## Task to complete
Quote the entries below from the line with "filename crates/core/src/config.rs" through the line with "request handling; binaries", both ends included, and only those lines.

## Records supplied
————————
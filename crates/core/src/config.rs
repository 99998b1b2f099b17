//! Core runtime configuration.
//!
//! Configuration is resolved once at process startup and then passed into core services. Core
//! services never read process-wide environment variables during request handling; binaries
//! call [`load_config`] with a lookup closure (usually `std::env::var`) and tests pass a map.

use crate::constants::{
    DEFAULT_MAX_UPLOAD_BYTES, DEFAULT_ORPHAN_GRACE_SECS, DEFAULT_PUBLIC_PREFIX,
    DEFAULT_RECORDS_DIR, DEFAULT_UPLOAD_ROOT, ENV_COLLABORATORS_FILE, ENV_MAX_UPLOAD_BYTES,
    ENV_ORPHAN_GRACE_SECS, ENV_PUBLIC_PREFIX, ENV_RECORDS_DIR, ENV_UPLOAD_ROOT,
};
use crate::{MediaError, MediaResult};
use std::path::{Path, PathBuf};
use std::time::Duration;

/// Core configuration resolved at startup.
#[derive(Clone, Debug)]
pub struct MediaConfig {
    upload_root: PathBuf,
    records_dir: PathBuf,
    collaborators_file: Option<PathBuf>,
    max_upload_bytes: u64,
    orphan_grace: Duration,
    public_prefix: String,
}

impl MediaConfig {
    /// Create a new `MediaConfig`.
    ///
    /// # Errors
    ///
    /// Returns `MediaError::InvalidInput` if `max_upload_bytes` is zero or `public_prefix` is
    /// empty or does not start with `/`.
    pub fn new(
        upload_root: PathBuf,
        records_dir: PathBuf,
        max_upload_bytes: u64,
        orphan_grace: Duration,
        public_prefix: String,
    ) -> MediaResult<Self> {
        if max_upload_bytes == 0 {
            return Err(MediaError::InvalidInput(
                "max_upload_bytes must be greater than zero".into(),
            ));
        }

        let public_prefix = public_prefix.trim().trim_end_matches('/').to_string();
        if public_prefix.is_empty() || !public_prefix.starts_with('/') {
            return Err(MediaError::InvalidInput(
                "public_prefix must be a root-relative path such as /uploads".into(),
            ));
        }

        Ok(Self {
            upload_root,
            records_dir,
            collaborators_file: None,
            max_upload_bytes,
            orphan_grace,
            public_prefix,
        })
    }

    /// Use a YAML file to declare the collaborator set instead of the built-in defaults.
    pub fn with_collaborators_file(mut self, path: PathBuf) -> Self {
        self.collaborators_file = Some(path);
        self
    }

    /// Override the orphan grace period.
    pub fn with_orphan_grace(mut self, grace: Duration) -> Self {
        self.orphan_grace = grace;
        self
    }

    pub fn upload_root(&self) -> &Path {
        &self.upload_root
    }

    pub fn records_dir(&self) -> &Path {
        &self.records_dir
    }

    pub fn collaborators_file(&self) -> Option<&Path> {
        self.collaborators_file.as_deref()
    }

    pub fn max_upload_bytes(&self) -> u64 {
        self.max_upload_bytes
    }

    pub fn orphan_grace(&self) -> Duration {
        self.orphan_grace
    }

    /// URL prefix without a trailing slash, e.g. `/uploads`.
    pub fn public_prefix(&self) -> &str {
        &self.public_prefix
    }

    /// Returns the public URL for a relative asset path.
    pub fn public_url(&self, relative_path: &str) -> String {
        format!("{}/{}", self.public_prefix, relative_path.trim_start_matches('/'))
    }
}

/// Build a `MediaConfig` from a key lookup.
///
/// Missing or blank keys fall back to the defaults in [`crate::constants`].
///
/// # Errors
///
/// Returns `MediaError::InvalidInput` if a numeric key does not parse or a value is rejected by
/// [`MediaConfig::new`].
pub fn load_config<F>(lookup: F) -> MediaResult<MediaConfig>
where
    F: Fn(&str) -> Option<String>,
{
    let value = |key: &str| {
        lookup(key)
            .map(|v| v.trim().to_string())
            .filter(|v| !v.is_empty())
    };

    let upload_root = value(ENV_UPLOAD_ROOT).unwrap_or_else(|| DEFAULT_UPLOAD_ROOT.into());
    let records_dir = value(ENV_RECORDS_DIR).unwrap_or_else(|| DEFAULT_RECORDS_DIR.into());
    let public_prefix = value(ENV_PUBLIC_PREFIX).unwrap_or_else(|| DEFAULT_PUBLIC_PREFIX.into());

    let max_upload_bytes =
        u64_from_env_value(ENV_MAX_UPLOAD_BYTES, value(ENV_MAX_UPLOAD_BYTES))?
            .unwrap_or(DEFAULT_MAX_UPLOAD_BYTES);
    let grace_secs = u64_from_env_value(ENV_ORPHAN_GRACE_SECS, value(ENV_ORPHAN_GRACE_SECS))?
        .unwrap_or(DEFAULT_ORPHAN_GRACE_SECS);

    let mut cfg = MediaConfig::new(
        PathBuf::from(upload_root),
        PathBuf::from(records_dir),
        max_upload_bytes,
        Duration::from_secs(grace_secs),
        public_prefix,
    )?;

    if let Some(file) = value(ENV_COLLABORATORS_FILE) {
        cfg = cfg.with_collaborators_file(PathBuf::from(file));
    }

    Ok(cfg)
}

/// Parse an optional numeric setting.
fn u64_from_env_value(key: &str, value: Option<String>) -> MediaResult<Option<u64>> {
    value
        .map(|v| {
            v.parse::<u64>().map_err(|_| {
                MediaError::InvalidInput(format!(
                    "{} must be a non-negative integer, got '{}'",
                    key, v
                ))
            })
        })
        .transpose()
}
————————
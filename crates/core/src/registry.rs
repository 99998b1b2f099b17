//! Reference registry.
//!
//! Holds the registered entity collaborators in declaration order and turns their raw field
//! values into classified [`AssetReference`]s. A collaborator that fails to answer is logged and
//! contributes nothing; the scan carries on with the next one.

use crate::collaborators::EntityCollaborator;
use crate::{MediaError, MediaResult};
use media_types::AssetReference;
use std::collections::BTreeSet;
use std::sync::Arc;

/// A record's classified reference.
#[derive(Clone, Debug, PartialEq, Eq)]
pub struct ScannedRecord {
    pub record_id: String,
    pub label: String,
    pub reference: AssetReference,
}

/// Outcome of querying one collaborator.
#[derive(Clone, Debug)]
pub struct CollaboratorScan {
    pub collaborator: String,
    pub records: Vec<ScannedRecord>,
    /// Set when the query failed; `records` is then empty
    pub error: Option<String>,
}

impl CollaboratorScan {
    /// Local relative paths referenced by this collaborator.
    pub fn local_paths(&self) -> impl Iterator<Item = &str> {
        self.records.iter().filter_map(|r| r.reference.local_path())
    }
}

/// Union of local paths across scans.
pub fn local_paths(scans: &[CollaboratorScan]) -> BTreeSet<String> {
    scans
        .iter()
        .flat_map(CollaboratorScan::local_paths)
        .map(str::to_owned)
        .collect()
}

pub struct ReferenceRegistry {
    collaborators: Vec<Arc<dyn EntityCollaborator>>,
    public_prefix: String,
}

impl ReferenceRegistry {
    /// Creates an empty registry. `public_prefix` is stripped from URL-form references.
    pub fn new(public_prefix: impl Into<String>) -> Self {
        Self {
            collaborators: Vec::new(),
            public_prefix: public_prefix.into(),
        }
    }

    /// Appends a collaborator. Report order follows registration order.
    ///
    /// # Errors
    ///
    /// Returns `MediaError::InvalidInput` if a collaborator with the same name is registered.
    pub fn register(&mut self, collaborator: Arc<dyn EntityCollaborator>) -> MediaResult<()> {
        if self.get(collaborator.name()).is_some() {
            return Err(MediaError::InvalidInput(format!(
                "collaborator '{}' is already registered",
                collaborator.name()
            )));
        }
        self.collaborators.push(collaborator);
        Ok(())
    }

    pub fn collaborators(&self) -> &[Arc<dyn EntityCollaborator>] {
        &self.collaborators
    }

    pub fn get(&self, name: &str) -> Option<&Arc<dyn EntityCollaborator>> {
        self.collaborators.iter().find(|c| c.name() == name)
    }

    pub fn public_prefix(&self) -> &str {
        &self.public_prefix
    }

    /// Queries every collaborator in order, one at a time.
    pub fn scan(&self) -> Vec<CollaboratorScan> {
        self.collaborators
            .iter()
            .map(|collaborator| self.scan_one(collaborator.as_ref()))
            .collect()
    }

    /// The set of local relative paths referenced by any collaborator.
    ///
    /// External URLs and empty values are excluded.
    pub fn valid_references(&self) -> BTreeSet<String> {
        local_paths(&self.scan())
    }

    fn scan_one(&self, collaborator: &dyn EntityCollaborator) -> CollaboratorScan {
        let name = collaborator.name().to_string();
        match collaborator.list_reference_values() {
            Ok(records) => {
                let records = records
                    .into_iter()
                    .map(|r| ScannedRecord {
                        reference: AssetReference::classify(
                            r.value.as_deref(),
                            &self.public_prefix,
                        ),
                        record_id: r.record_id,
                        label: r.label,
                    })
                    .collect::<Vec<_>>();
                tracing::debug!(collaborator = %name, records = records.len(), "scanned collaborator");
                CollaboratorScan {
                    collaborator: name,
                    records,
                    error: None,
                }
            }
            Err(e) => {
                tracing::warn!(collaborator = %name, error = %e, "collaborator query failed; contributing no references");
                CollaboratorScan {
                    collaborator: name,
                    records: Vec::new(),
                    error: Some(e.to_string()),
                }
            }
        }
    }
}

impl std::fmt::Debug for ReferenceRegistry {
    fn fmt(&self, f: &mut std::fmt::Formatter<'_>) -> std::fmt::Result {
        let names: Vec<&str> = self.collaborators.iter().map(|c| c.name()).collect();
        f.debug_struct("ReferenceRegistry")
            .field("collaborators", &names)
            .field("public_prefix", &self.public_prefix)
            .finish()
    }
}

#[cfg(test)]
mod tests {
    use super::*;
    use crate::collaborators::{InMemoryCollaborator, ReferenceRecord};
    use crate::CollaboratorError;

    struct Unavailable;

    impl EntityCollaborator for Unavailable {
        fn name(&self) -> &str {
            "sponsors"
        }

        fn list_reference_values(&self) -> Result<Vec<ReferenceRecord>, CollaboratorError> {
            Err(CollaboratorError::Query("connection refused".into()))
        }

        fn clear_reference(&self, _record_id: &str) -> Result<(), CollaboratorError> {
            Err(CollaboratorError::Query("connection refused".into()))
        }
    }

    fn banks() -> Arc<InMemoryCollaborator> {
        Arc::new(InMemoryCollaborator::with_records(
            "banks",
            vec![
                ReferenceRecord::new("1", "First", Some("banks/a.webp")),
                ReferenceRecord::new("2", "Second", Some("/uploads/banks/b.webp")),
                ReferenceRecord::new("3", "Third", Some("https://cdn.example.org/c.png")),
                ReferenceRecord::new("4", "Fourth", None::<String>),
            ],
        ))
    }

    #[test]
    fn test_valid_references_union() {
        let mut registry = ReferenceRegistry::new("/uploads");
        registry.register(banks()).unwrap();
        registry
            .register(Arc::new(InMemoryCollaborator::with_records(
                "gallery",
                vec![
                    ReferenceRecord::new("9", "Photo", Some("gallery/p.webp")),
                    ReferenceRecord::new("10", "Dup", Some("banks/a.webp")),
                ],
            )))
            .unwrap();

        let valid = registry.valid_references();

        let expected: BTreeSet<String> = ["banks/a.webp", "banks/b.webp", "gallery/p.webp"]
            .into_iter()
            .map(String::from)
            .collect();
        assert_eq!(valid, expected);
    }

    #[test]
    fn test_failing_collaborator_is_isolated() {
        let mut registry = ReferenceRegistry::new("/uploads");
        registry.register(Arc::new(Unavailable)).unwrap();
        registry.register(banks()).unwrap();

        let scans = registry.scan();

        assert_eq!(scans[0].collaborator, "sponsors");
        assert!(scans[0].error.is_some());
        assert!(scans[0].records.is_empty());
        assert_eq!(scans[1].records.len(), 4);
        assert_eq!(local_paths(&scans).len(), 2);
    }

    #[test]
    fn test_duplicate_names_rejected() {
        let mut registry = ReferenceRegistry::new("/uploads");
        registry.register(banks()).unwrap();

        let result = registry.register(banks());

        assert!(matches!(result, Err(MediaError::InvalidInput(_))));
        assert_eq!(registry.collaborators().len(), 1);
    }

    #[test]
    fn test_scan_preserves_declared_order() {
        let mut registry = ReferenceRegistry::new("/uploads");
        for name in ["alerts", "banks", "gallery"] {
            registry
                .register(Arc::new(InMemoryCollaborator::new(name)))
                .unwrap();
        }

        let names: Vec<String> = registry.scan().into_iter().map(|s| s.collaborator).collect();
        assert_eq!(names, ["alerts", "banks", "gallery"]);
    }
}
————————
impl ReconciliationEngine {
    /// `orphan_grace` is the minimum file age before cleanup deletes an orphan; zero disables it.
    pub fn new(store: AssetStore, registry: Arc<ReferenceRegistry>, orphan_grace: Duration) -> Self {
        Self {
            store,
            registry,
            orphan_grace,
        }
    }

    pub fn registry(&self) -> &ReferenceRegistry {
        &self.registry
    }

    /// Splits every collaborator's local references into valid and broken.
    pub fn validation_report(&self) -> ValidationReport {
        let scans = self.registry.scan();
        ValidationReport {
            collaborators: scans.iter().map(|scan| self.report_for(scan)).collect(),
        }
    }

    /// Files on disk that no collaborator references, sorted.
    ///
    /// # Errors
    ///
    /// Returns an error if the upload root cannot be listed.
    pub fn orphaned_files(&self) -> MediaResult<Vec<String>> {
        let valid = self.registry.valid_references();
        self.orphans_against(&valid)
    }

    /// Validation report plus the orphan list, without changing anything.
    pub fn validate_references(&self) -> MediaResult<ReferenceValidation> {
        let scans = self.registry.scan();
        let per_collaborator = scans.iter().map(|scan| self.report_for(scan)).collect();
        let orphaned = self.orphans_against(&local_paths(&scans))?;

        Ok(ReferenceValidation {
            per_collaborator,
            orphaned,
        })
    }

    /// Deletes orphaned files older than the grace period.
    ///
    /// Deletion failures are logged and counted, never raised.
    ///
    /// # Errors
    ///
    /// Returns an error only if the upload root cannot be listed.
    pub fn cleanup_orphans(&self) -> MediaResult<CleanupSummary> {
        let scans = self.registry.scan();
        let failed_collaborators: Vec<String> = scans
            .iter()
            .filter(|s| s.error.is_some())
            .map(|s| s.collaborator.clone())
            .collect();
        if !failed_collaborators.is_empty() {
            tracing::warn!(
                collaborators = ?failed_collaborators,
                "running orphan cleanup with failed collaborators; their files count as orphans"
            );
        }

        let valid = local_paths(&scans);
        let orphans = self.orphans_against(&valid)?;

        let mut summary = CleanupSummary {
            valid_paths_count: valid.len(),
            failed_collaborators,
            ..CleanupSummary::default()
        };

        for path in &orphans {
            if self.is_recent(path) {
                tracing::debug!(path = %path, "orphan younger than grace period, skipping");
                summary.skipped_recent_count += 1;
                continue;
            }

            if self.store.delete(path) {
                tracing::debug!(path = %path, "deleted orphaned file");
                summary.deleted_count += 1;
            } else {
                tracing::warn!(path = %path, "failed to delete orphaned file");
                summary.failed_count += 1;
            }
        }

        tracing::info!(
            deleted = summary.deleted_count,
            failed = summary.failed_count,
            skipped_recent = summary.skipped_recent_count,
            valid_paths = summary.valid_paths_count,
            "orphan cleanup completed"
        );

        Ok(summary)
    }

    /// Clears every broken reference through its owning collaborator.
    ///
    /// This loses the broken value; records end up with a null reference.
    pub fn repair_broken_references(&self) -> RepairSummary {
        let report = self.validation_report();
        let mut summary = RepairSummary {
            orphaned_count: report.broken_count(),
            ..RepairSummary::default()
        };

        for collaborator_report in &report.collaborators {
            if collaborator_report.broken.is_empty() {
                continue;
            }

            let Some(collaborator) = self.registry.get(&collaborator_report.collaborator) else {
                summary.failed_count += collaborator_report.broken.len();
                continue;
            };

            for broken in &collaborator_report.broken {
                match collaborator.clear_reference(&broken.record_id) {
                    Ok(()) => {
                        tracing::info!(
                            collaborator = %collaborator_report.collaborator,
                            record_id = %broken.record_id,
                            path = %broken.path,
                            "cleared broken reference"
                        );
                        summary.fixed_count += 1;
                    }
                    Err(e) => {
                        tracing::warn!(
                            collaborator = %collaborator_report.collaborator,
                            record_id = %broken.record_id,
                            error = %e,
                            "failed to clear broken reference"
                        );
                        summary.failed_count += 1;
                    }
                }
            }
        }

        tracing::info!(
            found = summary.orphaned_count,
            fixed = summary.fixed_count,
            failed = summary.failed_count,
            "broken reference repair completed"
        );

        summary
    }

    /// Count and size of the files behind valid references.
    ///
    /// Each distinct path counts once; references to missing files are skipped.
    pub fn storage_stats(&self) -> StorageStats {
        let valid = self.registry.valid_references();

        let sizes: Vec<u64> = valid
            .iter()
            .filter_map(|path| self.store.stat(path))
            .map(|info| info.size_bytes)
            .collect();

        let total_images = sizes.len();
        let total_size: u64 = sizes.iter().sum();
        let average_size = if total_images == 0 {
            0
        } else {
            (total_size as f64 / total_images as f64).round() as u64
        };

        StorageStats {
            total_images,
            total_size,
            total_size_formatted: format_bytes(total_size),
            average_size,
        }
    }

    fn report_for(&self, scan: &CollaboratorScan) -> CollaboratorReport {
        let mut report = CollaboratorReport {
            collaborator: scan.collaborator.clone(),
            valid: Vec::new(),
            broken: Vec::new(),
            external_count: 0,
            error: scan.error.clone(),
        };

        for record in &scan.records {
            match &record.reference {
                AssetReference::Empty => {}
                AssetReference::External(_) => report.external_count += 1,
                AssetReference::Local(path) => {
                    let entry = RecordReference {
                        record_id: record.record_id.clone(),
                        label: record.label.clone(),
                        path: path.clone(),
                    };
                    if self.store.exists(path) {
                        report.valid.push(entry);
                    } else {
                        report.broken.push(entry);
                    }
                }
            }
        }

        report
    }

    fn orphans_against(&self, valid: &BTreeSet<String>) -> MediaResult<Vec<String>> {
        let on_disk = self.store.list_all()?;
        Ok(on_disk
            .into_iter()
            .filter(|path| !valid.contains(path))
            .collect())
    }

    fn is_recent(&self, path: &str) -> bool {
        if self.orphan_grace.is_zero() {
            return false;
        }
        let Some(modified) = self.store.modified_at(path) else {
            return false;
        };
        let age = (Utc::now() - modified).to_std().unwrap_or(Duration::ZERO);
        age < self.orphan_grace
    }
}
————————
## Result of this exercise
filename crates/core/src/config.rs
repository 99998b1b2f099b17
//! Core runtime configuration.
//!
//! Configuration is resolved once at process startup and then passed into core services. Core
//! services never read process-wide environment variables during request handling; binaries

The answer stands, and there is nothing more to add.